* TASK ITEM
Each line in the listing below that contains "CampaignParams" should be returned.

* DATASET RECORDS
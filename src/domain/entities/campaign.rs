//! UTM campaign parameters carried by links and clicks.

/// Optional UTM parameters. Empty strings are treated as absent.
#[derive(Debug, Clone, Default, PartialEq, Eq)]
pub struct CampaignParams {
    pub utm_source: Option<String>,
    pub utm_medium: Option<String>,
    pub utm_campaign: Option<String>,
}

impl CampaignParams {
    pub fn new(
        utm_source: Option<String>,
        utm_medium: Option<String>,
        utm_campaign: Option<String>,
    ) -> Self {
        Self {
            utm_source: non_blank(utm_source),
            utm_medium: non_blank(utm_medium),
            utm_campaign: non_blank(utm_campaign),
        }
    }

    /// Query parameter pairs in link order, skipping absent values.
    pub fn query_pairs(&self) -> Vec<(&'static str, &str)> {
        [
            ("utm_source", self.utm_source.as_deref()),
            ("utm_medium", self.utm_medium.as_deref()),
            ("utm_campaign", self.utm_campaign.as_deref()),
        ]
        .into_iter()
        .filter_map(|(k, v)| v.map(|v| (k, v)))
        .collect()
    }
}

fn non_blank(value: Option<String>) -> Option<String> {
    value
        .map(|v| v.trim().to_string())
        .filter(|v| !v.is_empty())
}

* WRITTEN SOLUTION
pub struct CampaignParams {
impl CampaignParams {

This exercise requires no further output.